Intentia was a software company founded in 1984 that provided applications such as customer relationship management, supply chain management and asset management. Intentia was a public company traded on the Stockholm Stock Exchange (XSSE) under the symbol INT B. In April 2006, Lawson Software and Intentia merged to form the new LAWSON.

==History==
Intentia was founded in 1984 by Björn Algkvist, Mikael Agerås, Göran Felldin and Rune Groppfeldt. The ERP market was at the time locally fragmented with few international suppliers. During the 1980s Intentia concentrated on establishing a strong position for itself on the Swedish market.

In 1991, Intentia bought Entra Data and then proceeded to redevelop the flagship product known as Movex.
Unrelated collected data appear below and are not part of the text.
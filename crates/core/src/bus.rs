// SPDX-License-Identifier: MIT
// Copyright (c) 2026 Alfred Jean LLC

//! In-process publish/subscribe for domain-change notifications.
//!
//! Producers emit events by name (see [`DomainEvent::name`]) and consumers
//! register handlers without either side knowing about the other. Dispatch is
//! synchronous: [`EventBus::emit`] returns once every handler has run.
//!
//! Handlers are compared by identity (`Arc` pointer), so keep the
//! [`Handler`] you registered if you want to remove it later.

use std::any::Any;
use std::collections::HashMap;
use std::panic::{catch_unwind, AssertUnwindSafe};
use std::sync::{Arc, Mutex, MutexGuard, PoisonError};

use serde_json::Value;

use crate::entity::DomainEvent;

/// A registered event handler.
pub type Handler<P> = Arc<dyn Fn(&P) + Send + Sync>;

/// Wraps a closure as a [`Handler`].
pub fn handler<P, F>(f: F) -> Handler<P>
where
    F: Fn(&P) + Send + Sync + 'static,
{
    Arc::new(f)
}

/// Event bus keyed by event name.
pub struct EventBus<P = Value> {
    handlers: Mutex<HashMap<String, Vec<Handler<P>>>>,
}

impl<P> EventBus<P> {
    pub fn new() -> Self {
        EventBus {
            handlers: Mutex::new(HashMap::new()),
        }
    }

    fn lock(&self) -> MutexGuard<'_, HashMap<String, Vec<Handler<P>>>> {
        self.handlers.lock().unwrap_or_else(PoisonError::into_inner)
    }

    /// Registers `handler` under `event`.
    ///
    /// Registering the same handler twice makes it run twice per emission.
    pub fn on(&self, event: &str, handler: Handler<P>) {
        self.lock().entry(event.to_string()).or_default().push(handler);
    }

    /// Removes the first registration of `handler` under `event`.
    pub fn off(&self, event: &str, handler: &Handler<P>) {
        let mut handlers = self.lock();
        if let Some(list) = handlers.get_mut(event) {
            if let Some(pos) = list.iter().position(|h| Arc::ptr_eq(h, handler)) {
                list.remove(pos);
            }
        }
    }

    /// Invokes every handler registered under `event`, in registration order.
    ///
    /// A handler that panics is logged and skipped; the remaining handlers
    /// still run. Returns the number of handlers that completed.
    pub fn emit(&self, event: &str, payload: &P) -> usize {
        // Dispatch from a snapshot so handlers may call on/off.
        let snapshot: Vec<Handler<P>> = match self.lock().get(event) {
            Some(list) => list.clone(),
            None => return 0,
        };

        let mut completed = 0;
        for handler in snapshot {
            match catch_unwind(AssertUnwindSafe(|| handler(payload))) {
                Ok(()) => completed += 1,
                Err(panic) => {
                    tracing::error!(event, "event handler panicked: {}", describe_panic(&*panic));
                }
            }
        }
        completed
    }

    /// Emits a domain event under its canonical name.
    pub fn publish(&self, event: DomainEvent, payload: &P) -> usize {
        self.emit(&event.name(), payload)
    }

    /// Removes every registration for every event.
    pub fn clear(&self) {
        self.lock().clear();
    }

    /// Number of handlers registered under `event`.
    pub fn handler_count(&self, event: &str) -> usize {
        self.lock().get(event).map_or(0, Vec::len)
    }
}

impl<P> Default for EventBus<P> {
    fn default() -> Self {
        Self::new()
    }
}

/// Best-effort text of a caught panic payload.
pub fn describe_panic(panic: &(dyn Any + Send)) -> &str {
    if let Some(s) = panic.downcast_ref::<&str>() {
        s
    } else if let Some(s) = panic.downcast_ref::<String>() {
        s.as_str()
    } else {
        "non-string panic payload"
    }
}

#[cfg(test)]
#[path = "bus_tests.rs"]
mod tests;
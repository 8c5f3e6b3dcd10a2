// SPDX-License-Identifier: MIT
// Copyright (c) 2026 Alfred Jean LLC

//! Error types for aqua-core operations.

use thiserror::Error;

/// All possible errors that can occur in aqua-core operations.
#[derive(Debug, Error)]
pub enum Error {
    #[error("unknown entity: '{0}'\n  hint: valid entities are: clientes, productos, pedidos, pagos, zonas, tiposdepago, informes")]
    UnknownEntity(String),

    #[error("invalid action: '{0}'\n  hint: valid actions are: create, update, delete")]
    InvalidAction(String),

    #[error("{action} on {entity} requires an id")]
    MissingId {
        entity: &'static str,
        action: &'static str,
    },

    #[error("{entity} does not accept {action}")]
    UnsupportedAction {
        entity: &'static str,
        action: &'static str,
    },

    #[error("invalid collection name: '{0}'")]
    InvalidCollection(String),

    #[error("record in {collection} has no numeric id")]
    MissingRecordId { collection: String },

    #[error("no ids left in {collection}: largest id is already {max}")]
    IdExhausted { collection: String, max: u64 },

    #[error("io error: {0}")]
    Io(#[from] std::io::Error),

    #[error("json error: {0}")]
    Json(#[from] serde_json::Error),
}

/// A specialized Result type for aqua-core operations.
pub type Result<T> = std::result::Result<T, Error>;

#[cfg(test)]
#[path = "error_tests.rs"]
mod tests;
During the 1990s, Intentia established itself in 30 countries, first via business partners. During the latter part of the period, Intentia chose to acquire some of these business partners as well as to establish new subsidiaries.

At first the Intentia Application Suite ran just in IBM platforms (AS/400, S/390, etc.), but in middle 1990s, Intentia made the decision to carry out a technology shift to a new development environment based on Java, being one of the first ERP vendors to perform this transition. As a consequence of the new technology, the applications were certified on a number of additional operating systems, including Unix in the form of Sun Solaris. For a while Intentia maintained both RPG and Java based applications, even when the current developments and new applications were mainly based on Java.
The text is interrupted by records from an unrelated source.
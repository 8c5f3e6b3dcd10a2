// SPDX-License-Identifier: MIT
// Copyright (c) 2026 Alfred Jean LLC

//! Offline-first sync layer for the delivery backend.
//!
//! Writes are attempted immediately when the host is online and deferred to
//! an in-memory queue otherwise. The queue drains itself when connectivity
//! returns.
//!
//! # Architecture
//!
//! ```text
//! ┌─────────────┐     ┌─────────────┐     ┌─────────────┐
//! │  WriteOp    │────►│  SyncQueue  │────►│   Backend   │
//! │ (REST write)│     │  (offline)  │     │   (trait)   │
//! └─────────────┘     └─────────────┘     └─────────────┘
//!                            ▲                   ▲
//!                            │ online            │ probe
//!                     ┌──────┴──────┐     ┌──────┴──────┐
//!                     │Connectivity │◄────│  Heartbeat  │
//!                     │  Monitor    │     │   (task)    │
//!                     └─────────────┘     └─────────────┘
//! ```

mod backend;
mod connectivity;
mod heartbeat;
mod op;
mod queue;

pub use backend::{Backend, BackendError, BackendResult, HttpBackend, HEALTH_PATH};
pub use connectivity::{ConnectionCallback, ConnectivityMonitor, Subscription};
pub use heartbeat::{probe_once, Heartbeat, HeartbeatConfig};
pub use op::WriteOp;
pub use queue::{
    from_fn, DrainOutcome, FnOperation, Operation, OperationError, OperationFuture, QueueError,
    Submitted, SyncQueue,
};

#[cfg(test)]
pub(crate) mod test_helpers;
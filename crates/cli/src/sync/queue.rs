// SPDX-License-Identifier: MIT
// Copyright (c) 2026 Alfred Jean LLC

//! Offline queue for replaying writes when connectivity returns.
//!
//! Operations that could not complete are appended in order and replayed by
//! [`SyncQueue::process`]. A drain snapshots the queue and clears it, so
//! anything added while the drain runs waits for the next one. Operations
//! that fail again go back to the tail. Nothing is persisted: a restart
//! discards whatever is still queued.

use std::collections::VecDeque;
use std::future::Future;
use std::panic::{catch_unwind, AssertUnwindSafe};
use std::pin::Pin;
use std::sync::atomic::{AtomicBool, AtomicU64, Ordering};
use std::sync::{Arc, Mutex, MutexGuard, PoisonError};

use aqua_core::bus::describe_panic;
use futures_util::FutureExt;

use super::backend::BackendError;
use super::connectivity::{ConnectivityMonitor, Subscription};

/// Error returned by a queued operation.
#[derive(Debug, thiserror::Error)]
pub enum OperationError {
    /// The backend rejected the write or could not be reached.
    #[error(transparent)]
    Backend(#[from] BackendError),

    /// Any other failure.
    #[error("{0}")]
    Failed(String),

    /// The operation panicked.
    #[error("operation panicked: {0}")]
    Panicked(String),
}

/// Error type for queue setup.
#[derive(Debug, thiserror::Error)]
pub enum QueueError {
    /// Auto-drain needs a tokio runtime to spawn onto.
    #[error("no tokio runtime available: {0}")]
    NoRuntime(#[from] tokio::runtime::TryCurrentError),
}

/// Future returned by [`Operation::execute`].
pub type OperationFuture<'a> = Pin<Box<dyn Future<Output = Result<(), OperationError>> + Send + 'a>>;

/// A deferred unit of write work.
///
/// Implementations must report any failure as an error so that the queue
/// keeps the operation for another attempt.
pub trait Operation: Send + Sync {
    /// Perform the write once.
    fn execute(&self) -> OperationFuture<'_>;

    /// Short label used in logs.
    fn describe(&self) -> String {
        "operation".to_string()
    }
}

/// An [`Operation`] backed by a closure returning a future.
pub struct FnOperation<F> {
    f: F,
}

/// Wrap a closure as an [`Operation`].
pub fn from_fn<F, Fut>(f: F) -> FnOperation<F>
where
    F: Fn() -> Fut + Send + Sync,
    Fut: Future<Output = Result<(), OperationError>> + Send + 'static,
{
    FnOperation { f }
}

impl<F, Fut> Operation for FnOperation<F>
where
    F: Fn() -> Fut + Send + Sync,
    Fut: Future<Output = Result<(), OperationError>> + Send + 'static,
{
    fn execute(&self) -> OperationFuture<'_> {
        Box::pin((self.f)())
    }
}

/// What a call to [`SyncQueue::process`] did.
#[derive(Debug, Clone, Copy, PartialEq, Eq)]
pub enum DrainOutcome {
    /// Offline; the queue was left untouched.
    Offline { pending: usize },
    /// Another drain was already running; nothing was done.
    AlreadyDraining,
    /// A drain ran over the snapshot.
    Drained { succeeded: usize, failed: usize },
}

/// Run `op` once, reporting a panic as [`OperationError::Panicked`].
async fn attempt(op: &dyn Operation) -> Result<(), OperationError> {
    let panicked = |panic: Box<dyn std::any::Any + Send>| {
        OperationError::Panicked(describe_panic(&*panic).to_string())
    };
    let fut = catch_unwind(AssertUnwindSafe(move || op.execute())).map_err(panicked)?;
    AssertUnwindSafe(fut)
        .catch_unwind()
        .await
        .unwrap_or_else(|panic| Err(panicked(panic)))
}

/// Whether [`SyncQueue::submit`] completed the write or deferred it.
#[derive(Debug, Clone, Copy, PartialEq, Eq)]
pub enum Submitted {
    Completed,
    Deferred,
}

type Pending = Vec<Box<dyn Operation>>;

/// In-memory queue of operations waiting for connectivity.
pub struct SyncQueue {
    monitor: Arc<ConnectivityMonitor>,
    pending: Mutex<Pending>,
    draining: AtomicBool,
    failed_attempts: AtomicU64,
}

impl SyncQueue {
    pub fn new(monitor: Arc<ConnectivityMonitor>) -> Self {
        SyncQueue {
            monitor,
            pending: Mutex::new(Vec::new()),
            draining: AtomicBool::new(false),
            failed_attempts: AtomicU64::new(0),
        }
    }

    fn lock(&self) -> MutexGuard<'_, Pending> {
        self.pending.lock().unwrap_or_else(PoisonError::into_inner)
    }

    /// The monitor this queue consults before draining.
    pub fn monitor(&self) -> &Arc<ConnectivityMonitor> {
        &self.monitor
    }

    /// Append an operation to the tail. No deduplication is done.
    pub fn add<O: Operation + 'static>(&self, op: O) {
        self.add_boxed(Box::new(op));
    }

    pub fn add_boxed(&self, op: Box<dyn Operation>) {
        tracing::debug!(op = %op.describe(), "queued");
        self.lock().push(op);
    }

    /// Number of queued operations right now.
    pub fn len(&self) -> usize {
        self.lock().len()
    }

    pub fn is_empty(&self) -> bool {
        self.lock().is_empty()
    }

    /// Whether a drain is in flight.
    pub fn is_draining(&self) -> bool {
        self.draining.load(Ordering::SeqCst)
    }

    /// Total failed replay attempts since the queue was created.
    pub fn failed_attempts(&self) -> u64 {
        self.failed_attempts.load(Ordering::SeqCst)
    }

    /// Try `op` now if online; queue it if offline or if it fails.
    pub async fn submit(&self, op: Box<dyn Operation>) -> Submitted {
        if self.monitor.is_online() {
            match attempt(&*op).await {
                Ok(()) => return Submitted::Completed,
                Err(e) => {
                    tracing::warn!(op = %op.describe(), "write failed, queuing: {}", e);
                }
            }
        }
        self.add_boxed(op);
        Submitted::Deferred
    }

    /// Replay every queued operation once, in order.
    ///
    /// Offline this is a no-op. A call made while another drain is running
    /// returns [`DrainOutcome::AlreadyDraining`]. Failures, panics included,
    /// are logged and re-queued behind anything added during the drain; they
    /// are never returned as errors.
    pub async fn process(&self) -> DrainOutcome {
        if !self.monitor.is_online() {
            let pending = self.len();
            tracing::info!(pending, "offline, deferring drain");
            return DrainOutcome::Offline { pending };
        }

        if self
            .draining
            .compare_exchange(false, true, Ordering::AcqRel, Ordering::Acquire)
            .is_err()
        {
            tracing::debug!("drain already in progress");
            return DrainOutcome::AlreadyDraining;
        }

        let mut pass = Pass {
            queue: self,
            remaining: std::mem::take(&mut *self.lock()).into(),
            in_flight: None,
            failed: Vec::new(),
            succeeded: 0,
        };
        tracing::info!(count = pass.remaining.len(), "draining offline queue");

        while let Some(op) = pass.remaining.pop_front() {
            let result = attempt(&**pass.in_flight.insert(op)).await;
            let Some(op) = pass.in_flight.take() else {
                break;
            };
            match result {
                Ok(()) => {
                    tracing::debug!(op = %op.describe(), "replayed");
                    pass.succeeded += 1;
                }
                Err(e) => {
                    tracing::warn!(op = %op.describe(), "replay failed: {}", e);
                    self.failed_attempts.fetch_add(1, Ordering::SeqCst);
                    pass.failed.push(op);
                }
            }
        }

        let outcome = DrainOutcome::Drained {
            succeeded: pass.succeeded,
            failed: pass.failed.len(),
        };
        drop(pass);
        tracing::info!(?outcome, pending = self.len(), "drain finished");
        outcome
    }

    /// Drain automatically whenever the monitor reports the host is back
    /// online. Drains are spawned on the current tokio runtime.
    ///
    /// # Errors
    ///
    /// Returns [`QueueError::NoRuntime`] when called outside a runtime.
    pub fn attach(self: &Arc<Self>) -> Result<Subscription, QueueError> {
        let runtime = tokio::runtime::Handle::try_current()?;
        let queue = Arc::downgrade(self);

        Ok(self.monitor.on_connection_change(move |online| {
            if !online {
                return;
            }
            if let Some(queue) = queue.upgrade() {
                runtime.spawn(async move {
                    queue.process().await;
                });
            }
        }))
    }
}

/// Bookkeeping for one drain.
///
/// Dropping it returns failed, interrupted and unvisited operations to the
/// live queue and clears the draining flag, so a drain cancelled mid-way
/// loses nothing.
struct Pass<'a> {
    queue: &'a SyncQueue,
    remaining: VecDeque<Box<dyn Operation>>,
    in_flight: Option<Box<dyn Operation>>,
    failed: Vec<Box<dyn Operation>>,
    succeeded: usize,
}

impl Drop for Pass<'_> {
    fn drop(&mut self) {
        let mut pending = self.queue.lock();
        pending.append(&mut self.failed);
        pending.extend(self.in_flight.take());
        pending.extend(self.remaining.drain(..));
        drop(pending);
        self.queue.draining.store(false, Ordering::SeqCst);
    }
}

#[cfg(test)]
#[path = "queue_tests.rs"]
mod tests;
Java based technology permitted the integration of new applications with the intent for Intentia not to be considered just as an ERP vendor, but as an e-Solutions provider. BI applications such as Opportunity Analyzer, Data Warehouse applications such as BPW, and some applications such as e-sales, e-procurement or e-business solutions, have improved the system to match the technology requirements of business worldwide.

Intentia began implementing its internationalization plans at the same time that it started planning significant development projects. In order to finance these projects, Intentia stock was introduced on the Stockholm Stock Exchange in 1996.

==Merger history==
On June 2, 2005, Lawson Software, Inc. announced an agreement to combine with Stockholm, Sweden-based Intentia International AB in an all-stock transaction. Upon completion of the transaction, the company will operate under the name Lawson Software with U.S. headquarters in St. Paul, Minnesota, and international operations headquartered in Stockholm, Sweden. Intentia was acquired by Lawson Software in 2005 for SEK 3.5 billion and was delisted from the stock exchange's O-list on May 26, 2006.

In 2011, Lawson was in turn acquired by Infor Global Solutions.